Question

A vector with magnitude of 3 units, which is perpendicular to each of the vectors $\vec{a}=3i+j-4k$ and $\vec{b} = 6i + 5j - 2k$ is given by

• A. $\pm(2i-2j-k)$
• B. $\pm (2i-2j+k)$
• C. $\pm (2i+2j+k)$
• D. $\pm (2i+2j-k)$

Answer 1

Answer: (B)

$\pm (2i-2j+k)$

Answer 2

To find a vector perpendicular to both $\vec{a}$ and $\vec{b}$, we compute their cross product:

$\vec{a} \times \vec{b} = \begin{vmatrix} \mathbf{i} & \mathbf{j} & \mathbf{k} \\ 3 & 1 & -4 \\ 6 & 5 & -2 \end{vmatrix} = \mathbf{i}(1 \cdot (-2) - (-4 \cdot 5)) - \mathbf{j}(3 \cdot (-2) - (-4 \cdot 6)) + \mathbf{k}(3 \cdot 5 - 1 \cdot 6) = 18\mathbf{i} - 18\mathbf{j} + 9\mathbf{k} = 9(2\mathbf{i} - 2\mathbf{j} + \mathbf{k})$

The resulting vector is proportional to $2\mathbf{i} - 2\mathbf{j} + \mathbf{k}$.

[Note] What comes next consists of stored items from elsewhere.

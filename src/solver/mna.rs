//! MNA matrix assembly and solving.

use nalgebra::{DMatrix, DVector};

use crate::error::{Result, VoltaicError};

/// Smallest denominator used when normalising the residual.
const RESIDUAL_FLOOR: f64 = 1e-300;

/// MNA matrix system Ax = z.
#[derive(Debug, Clone)]
pub struct MnaMatrix {
    /// System matrix A (conductances and source couplings)
    pub a: DMatrix<f64>,
    /// Source vector z (injected currents and source voltages)
    pub z: DVector<f64>,
}

impl MnaMatrix {
    /// Create a zero-filled system with `size` unknowns.
    pub fn new(size: usize) -> Self {
        Self {
            a: DMatrix::zeros(size, size),
            z: DVector::zeros(size),
        }
    }

    /// Matrix dimension.
    pub fn size(&self) -> usize {
        self.z.len()
    }

    /// Clear the matrix and vectors to zero.
    pub fn clear(&mut self) {
        self.a.fill(0.0);
        self.z.fill(0.0);
    }

    /// Get matrix element at (row, col).
    pub fn get(&self, row: usize, col: usize) -> f64 {
        self.a[(row, col)]
    }

    /// Get source vector element.
    pub fn source(&self, row: usize) -> f64 {
        self.z[row]
    }

    /// Add to matrix element at (row, col).
    pub fn add(&mut self, row: usize, col: usize, value: f64) {
        self.a[(row, col)] += value;
    }

    /// Add to source vector element.
    pub fn add_source(&mut self, row: usize, value: f64) {
        self.z[row] += value;
    }

    /// Stamp a conductance between two nodes.
    /// For a conductance G between nodes n1 and n2:
    ///   A[n1,n1] += G
    ///   A[n2,n2] += G
    ///   A[n1,n2] -= G
    ///   A[n2,n1] -= G
    pub fn stamp_conductance(&mut self, n1: Option<usize>, n2: Option<usize>, g: f64) {
        if let Some(i) = n1 {
            self.add(i, i, g);
        }
        if let Some(j) = n2 {
            self.add(j, j, g);
        }
        if let (Some(i), Some(j)) = (n1, n2) {
            self.add(i, j, -g);
            self.add(j, i, -g);
        }
    }

    /// Stamp a voltage source between two nodes with branch current at index br.
    /// V[n+] - V[n-] = E
    pub fn stamp_voltage_source(
        &mut self,
        n_pos: Option<usize>,
        n_neg: Option<usize>,
        br: usize,
        voltage: f64,
    ) {
        if let Some(i) = n_pos {
            self.add(br, i, 1.0);
            self.add(i, br, 1.0);
        }
        if let Some(j) = n_neg {
            self.add(br, j, -1.0);
            self.add(j, br, -1.0);
        }
        self.add_source(br, voltage);
    }

    /// Stamp a current source between two nodes.
    /// Current flows from n+ to n- through the source's branch.
    pub fn stamp_current_source(
        &mut self,
        n_pos: Option<usize>,
        n_neg: Option<usize>,
        current: f64,
    ) {
        // Current leaves n+ and enters n-
        if let Some(i) = n_pos {
            self.add_source(i, -current);
        }
        if let Some(j) = n_neg {
            self.add_source(j, current);
        }
    }

    /// Solve the system with a partially pivoted LU decomposition.
    ///
    /// Each row is first scaled by its largest entry, so a pivot is judged
    /// against its own equation rather than against the stiffest element in
    /// the circuit. The solve is rejected when a row is empty, when a scaled
    /// pivot falls below `pivot_tolerance`, when the solution is not finite,
    /// or when the relative residual of the scaled system
    /// |Ax - z| / (|x| + |z|) exceeds `residual_tolerance`.
    pub fn solve(&self, pivot_tolerance: f64, residual_tolerance: f64) -> Result<DVector<f64>> {
        let n = self.size();
        if n == 0 {
            return Ok(DVector::zeros(0));
        }

        let mut a = self.a.clone();
        let mut z = self.z.clone();
        for row in 0..n {
            let scale = a.row(row).amax();
            if scale == 0.0 || !scale.is_finite() {
                return Err(VoltaicError::SingularMatrix { pivot: row });
            }
            a.row_mut(row).scale_mut(1.0 / scale);
            z[row] /= scale;
        }

        let lu = a.clone().lu();
        let u = lu.u();
        if let Some(pivot) = (0..n).find(|&k| u[(k, k)].abs() <= pivot_tolerance) {
            return Err(VoltaicError::SingularMatrix { pivot });
        }

        let x = lu
            .solve(&z)
            .ok_or(VoltaicError::SingularMatrix { pivot: n - 1 })?;
        if x.iter().any(|v| !v.is_finite()) {
            return Err(VoltaicError::IllConditioned {
                residual: f64::INFINITY,
                tolerance: residual_tolerance,
            });
        }

        let residual = (&a * &x - &z).amax();
        let denominator = (x.amax() + z.amax()).max(RESIDUAL_FLOOR);
        let relative = residual / denominator;
        if relative > residual_tolerance {
            return Err(VoltaicError::IllConditioned {
                residual: relative,
                tolerance: residual_tolerance,
            });
        }

        Ok(x)
    }
}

Now, we need to scale this vector to have a magnitude of 3. The magnitude of $2\mathbf{i} - 2\mathbf{j} + \mathbf{k}$ is:

$\sqrt{2^2 + (-2)^2 + 1^2} = \sqrt{4 + 4 + 1} = \sqrt{9} = 3$

Since the magnitude is already 3, the required vector is $\pm (2\mathbf{i} - 2\mathbf{j} + \mathbf{k})$.